La fórmula más simple y acreditada de cometer errores en conversación o trato, sean públicos, privados, comerciales o políticos, es responder inmediata y directamente a las cuestiones que se plantean. Por eso vemos siempre, junto al estadista o negociador, la atenta figura de una señora o caballero, con el oído atento y la versión inmediata y cautelosa. Es el intérprete. No deja de sorprendernos la imagen, que se repite con frecuencia, del diálogo telefónico, con apariencia fluida y espontánea, de nuestro presidente del Gobierno charlando con sus homólogos del universo mundo. O la de cualquier preboste al que parecen capturar de improviso las cámaras, cuando circula agarrado del brazo de otro colega en animado coloquio. Hay suposiciones biográficas para sospechar que rara vez los interlocutores hablan o conocen la lengua del otro. Sin embargo, todos le han cogido el tranquillo y el mundo oficioso semeja un paraíso del esperanto. Rara vez aparece la imagen del mediador, lo que da la impresión de un trapicheo generalizado.

En el universo de las transacciones internacionales esos intermediarios han resultado extraordinariamente útiles, no tanto porque posean el envidiable dominio de otros idiomas, sino porque prestan el sutil e inestimable servicio de ganar tiempo para digerir la pregunta y ponderar la contestación. No es, pues, una ventaja intentar expresarse en lengua ajena, aunque se crea conocer bien. Como decían de aquel famoso político, se puede ser tonto en cinco idiomas. Quizás en términos diplomáticos o de negocios no sea tan conveniente la posesión del español con nuestros parientes iberoamericanos, por la variedad de expresiones y matices que encierran los léxicos de aquellas tierras. Conservan peculiaridades expresivas que nosotros hemos perdido, o ellos disfrutan sobre el terreno, sin compartirlas. Hay pueblos colocados por la historia en encrucijadas geográficas donde el conocimiento de varias lenguas es indispensable. Los holandeses, suecos, húngaros, bosnios..., piensan, sin duda, en el habla materna, pero no tienen dificultades, desde la infancia, para comunicarse con otros vocabularios. Escuchamos cada día cómo se expresan en castellano, con extrema corrección, los vascos ilustrados, liberados de la concordancia vizcaína sin apenas discordancias gramaticales, que quizá se acentúan entre los catalanes, inmersos en su habla. No descartemos que se oficialice el madrileño en las relaciones con otras autonomías.

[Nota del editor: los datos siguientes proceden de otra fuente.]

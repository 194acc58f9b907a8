use crate::types::document::SummaryStyle;

/// System instruction used for every summarization call.
pub const SUMMARY_SYSTEM_PROMPT: &str =
    "You are an assistant specialized in document summarization.";

/// System instruction used for the language-detection call.
pub const DETECTION_SYSTEM_PROMPT: &str = "You are a language detection expert. \
    Reply only with the ISO 639-1 language code (fr, en, es, etc.).";

/// Number of leading characters of the document sampled for detection.
const DETECTION_SAMPLE_CHARS: usize = 500;

/// Map an ISO 639-1 code to the language name used inside prompts.
///
/// Unknown codes pass through unchanged so the model still receives an
/// explicit target.
pub fn language_name(code: &str) -> &str {
    match code {
        "fr" => "French",
        "en" => "English",
        "es" => "Spanish",
        "de" => "German",
        "it" => "Italian",
        "pt" => "Portuguese",
        "nl" => "Dutch",
        "ru" => "Russian",
        "zh" => "Chinese",
        "ja" => "Japanese",
        other => other,
    }
}

/// Render the prompt for one summarization request.
///
/// Each style has a fixed instruction template parameterized by the target
/// language and the length budget (`max_length` is a word budget, or a
/// bullet count for [`SummaryStyle::Bullets`]). When `translate` is set,
/// an explicit translation instruction is prefixed. The extracted text is
/// appended verbatim as the final bytes of the prompt; no truncation is
/// applied, so documents that exceed the model's input budget fail at the
/// API layer.
pub fn build_prompt(
    text: &str,
    style: SummaryStyle,
    target_language: &str,
    max_length: usize,
    translate: bool,
) -> String {
    let lang_instruction = if translate {
        format!("Translate into {}. ", target_language)
    } else {
        String::new()
    };

    let instruction = match style {
        SummaryStyle::Vulgarized => format!(
            "{}Summarize the following text in {} using simple, \
             accessible language for a general audience. \
             Approximate length: {} words.",
            lang_instruction, target_language, max_length
        ),
        SummaryStyle::Technical => format!(
            "{}Write a technical summary of the following text in {}, \
             focusing on the important technical and methodological aspects. \
             Approximate length: {} words.",
            lang_instruction, target_language, max_length
        ),
        SummaryStyle::Bullets => format!(
            "{}Summarize the key points of the following text in {} \
             as a bulleted list. Maximum {} key points.",
            lang_instruction, target_language, max_length
        ),
        SummaryStyle::Executive => format!(
            "{}Write an executive summary of the following text in {}, \
             focused on the strategic points and main conclusions. \
             Approximate length: {} words.",
            lang_instruction, target_language, max_length
        ),
    };

    format!("{}\n\nText:\n{}", instruction, text)
}

/// Render the deterministic classification prompt for language detection.
///
/// Only the first 500 characters of the text are sampled.
pub fn build_language_detection_prompt(text: &str) -> String {
    let sample: String = text.chars().take(DETECTION_SAMPLE_CHARS).collect();
    format!(
        "What language is this text written in? Reply only with the language code.\n\nText: {}",
        sample
    )
}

El famosos político francés Georges Clemenceau metió muchas veces la gamba por la vanagloria de conocer a fondo el inglés. Le dio una buena lección otro compatriota que le acompañaba en la Conferencia de Paz de 1919. A cierta propuesta propia, el interlocutor británico asintió lacónicamente 'yes'. El astuto y avezado funcionario se volvió al intérprete y preguntó ostensiblemente: '¿Qué ha dicho?'. Precisaba tiempo, como en el baloncesto, para remendar una táctica que había previsto diferente respuesta.

Compadecemos a los plenipotenciarios que prescindan de tan valioso recurso negociador. Alguna vez se habrán firmado compromisos descabellados por una cláusula poco matizada. Los convenios con intérprete dan tiempo a la meditación antes de trasponerlos a las actas. Por eso, personalidades que, en realidad, poseen la facultad del bilingüismo, se expresan en la jerga originaria entregándose al recurso de los idiomas oficiales y su versión por el vericueto de las traducciones simultáneas. Madrid, por su capitalidad, es albergue de congresos y reuniones; para ello dispone de una muchedumbre de exégetas en todo evento.

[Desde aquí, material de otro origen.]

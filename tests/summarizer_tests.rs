use std::sync::{Arc, Mutex};

use async_trait::async_trait;

use docsum::llm::{LLMClient, LLMConfig, LLMError, LLMParams, LLMResponse};
use docsum::summarizer::{Summarizer, SummarizerConfig};
use docsum::types::document::{Document, MediaType, SummaryRequest, SummaryStyle};
use docsum::types::error::Error;

const TEXT: &str = "Hello world. This is a test document about cats.";

type CallLog = Arc<Mutex<Vec<(String, LLMParams)>>>;

/// Scripted client: detection calls are recognized by their two-token
/// budget; each call records the prompt and parameters it received.
struct MockClient {
    config: LLMConfig,
    detection_reply: Option<String>,
    summary_reply: Option<String>,
    calls: CallLog,
}

impl MockClient {
    fn new(detection_reply: Option<&str>, summary_reply: Option<&str>) -> (Self, CallLog) {
        let calls: CallLog = Arc::new(Mutex::new(Vec::new()));
        let client = Self {
            config: LLMConfig::default(),
            detection_reply: detection_reply.map(str::to_string),
            summary_reply: summary_reply.map(str::to_string),
            calls: calls.clone(),
        };
        (client, calls)
    }
}

#[async_trait]
impl LLMClient for MockClient {
    async fn complete(&self, prompt: &str, params: &LLMParams) -> Result<LLMResponse, LLMError> {
        self.calls
            .lock()
            .unwrap()
            .push((prompt.to_string(), params.clone()));

        let reply = if params.max_tokens == 2 {
            &self.detection_reply
        } else {
            &self.summary_reply
        };

        match reply {
            Some(text) => Ok(LLMResponse {
                text: text.clone(),
                tokens_used: 42,
                model: self.config.model.clone(),
            }),
            None => Err(LLMError::RequestFailed("connection reset".to_string())),
        }
    }

    fn get_config(&self) -> &LLMConfig {
        &self.config
    }
}

fn request(style: SummaryStyle, target_language: &str, max_length: usize) -> SummaryRequest {
    SummaryRequest {
        text: TEXT.to_string(),
        style,
        target_language: target_language.to_string(),
        max_length,
    }
}

#[tokio::test]
async fn test_end_to_end_bullets_summary_and_download() {
    let (client, calls) = MockClient::new(None, Some("- cats\n- greeting\n- testing"));
    let summarizer = Summarizer::new(
        Box::new(client),
        SummarizerConfig {
            detect_language: false,
            ..SummarizerConfig::default()
        },
    );

    let output = summarizer
        .summarize(&request(SummaryStyle::Bullets, "en", 3))
        .await
        .unwrap();

    assert_eq!(output.summary, "- cats\n- greeting\n- testing");
    assert!(output.detected_language.is_none());

    // Exactly one outbound call, carrying the bullets template
    let calls = calls.lock().unwrap();
    assert_eq!(calls.len(), 1);
    let (prompt, params) = &calls[0];
    assert!(prompt.contains("Maximum 3 key points"));
    assert!(prompt.contains("English"));
    assert!(prompt.ends_with(TEXT));
    assert_eq!(params.max_tokens, 1000);
    assert!((params.temperature - 0.7).abs() < f32::EPSILON);
    assert!(params
        .system_prompt
        .as_deref()
        .unwrap()
        .contains("document summarization"));

    let artifact = output.download();
    assert_eq!(artifact.file_name, "resume.txt");
    assert_eq!(artifact.mime_type, "text/plain");
    assert_eq!(artifact.content, output.summary.as_bytes());
}

#[tokio::test]
async fn test_detection_adds_translation_prefix_when_languages_differ() {
    let (client, calls) = MockClient::new(Some("en"), Some("Un résumé."));
    let summarizer = Summarizer::new(Box::new(client), SummarizerConfig::default());

    let output = summarizer
        .summarize(&request(SummaryStyle::Technical, "fr", 300))
        .await
        .unwrap();

    assert_eq!(output.detected_language.as_deref(), Some("en"));

    let calls = calls.lock().unwrap();
    assert_eq!(calls.len(), 2);

    // First call is the deterministic two-token classification
    let (detection_prompt, detection_params) = &calls[0];
    assert!(detection_prompt.contains("language"));
    assert_eq!(detection_params.max_tokens, 2);
    assert!(detection_params.temperature.abs() < f32::EPSILON);

    // Second call carries the translation prefix
    let (summary_prompt, _) = &calls[1];
    assert!(summary_prompt.starts_with("Translate into French. "));
}

#[tokio::test]
async fn test_no_translation_prefix_when_languages_match() {
    let (client, calls) = MockClient::new(Some("en"), Some("A summary."));
    let summarizer = Summarizer::new(Box::new(client), SummarizerConfig::default());

    summarizer
        .summarize(&request(SummaryStyle::Vulgarized, "en", 200))
        .await
        .unwrap();

    let calls = calls.lock().unwrap();
    let (summary_prompt, _) = &calls[1];
    assert!(!summary_prompt.contains("Translate into"));
}

#[tokio::test]
async fn test_detection_failure_silently_uses_fallback_language() {
    let (client, _calls) = MockClient::new(None, Some("A summary."));
    let summarizer = Summarizer::new(Box::new(client), SummarizerConfig::default());

    let output = summarizer
        .summarize(&request(SummaryStyle::Executive, "en", 300))
        .await
        .unwrap();

    // The fallback code stands in for the detected language and the
    // request still succeeds
    assert_eq!(output.detected_language.as_deref(), Some("en"));
    assert_eq!(output.summary, "A summary.");
}

#[tokio::test]
async fn test_summarization_failure_propagates() {
    let (client, _calls) = MockClient::new(None, None);
    let summarizer = Summarizer::new(
        Box::new(client),
        SummarizerConfig {
            detect_language: false,
            ..SummarizerConfig::default()
        },
    );

    let result = summarizer
        .summarize(&request(SummaryStyle::Bullets, "en", 3))
        .await;
    assert!(matches!(result, Err(Error::Llm(_))));
}

#[tokio::test]
async fn test_empty_text_is_rejected() {
    let (client, _calls) = MockClient::new(None, Some("unused"));
    let summarizer = Summarizer::new(Box::new(client), SummarizerConfig::default());

    let result = summarizer
        .summarize(&SummaryRequest {
            text: "   ".to_string(),
            style: SummaryStyle::Technical,
            target_language: "en".to_string(),
            max_length: 100,
        })
        .await;
    assert!(matches!(result, Err(Error::InvalidInput(_))));
}

#[tokio::test]
async fn test_summarize_document_runs_extraction_first() {
    let (client, calls) = MockClient::new(None, Some("A summary of the note."));
    let summarizer = Summarizer::new(
        Box::new(client),
        SummarizerConfig {
            detect_language: false,
            ..SummarizerConfig::default()
        },
    );

    let doc = Document::new(b"A short note.".to_vec(), MediaType::PlainText);
    let output = summarizer
        .summarize_document(&doc, SummaryStyle::Vulgarized, "en", 100)
        .await
        .unwrap();

    assert_eq!(output.summary, "A summary of the note.");
    let calls = calls.lock().unwrap();
    assert!(calls[0].0.ends_with("A short note."));
}

#[tokio::test]
async fn test_extraction_failure_halts_before_any_api_call() {
    let (client, calls) = MockClient::new(None, Some("unused"));
    let summarizer = Summarizer::new(Box::new(client), SummarizerConfig::default());

    let doc = Document::new(vec![0xff, 0xfe], MediaType::PlainText);
    let result = summarizer
        .summarize_document(&doc, SummaryStyle::Bullets, "en", 3)
        .await;

    assert!(matches!(result, Err(Error::Extract(_))));
    assert!(calls.lock().unwrap().is_empty());
}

Con ocasión de los debates parlamentarios o televisivos echamos de menos este sistema, sobre todo cuando los oradores se ven obligados -contra su voluntad- a lanzarse por la peligrosa senda de la improvisación, aunque haya que felicitarse del final de los tiempos en que un florido Castelar propinaba aquellas tabarras en el hemiciclo. Kruschev y otros jerarcas soviéticos del pasado estaban al corriente de que rara vez se comprometían diciendo 'niet', vocablo muy rentable en política. Aseguran que aún se es joven cuando se sabe decir 'no' y que el primer 'sí' equivale a la primera arruga. Claro que, con parecido énfasis, puede mantenerse esta opinión y la contraria. Al fin y al cabo, la experiencia nos dice que el último responsable suele ser el maestro armero. O, si lo prefieren, el socorrido intérprete.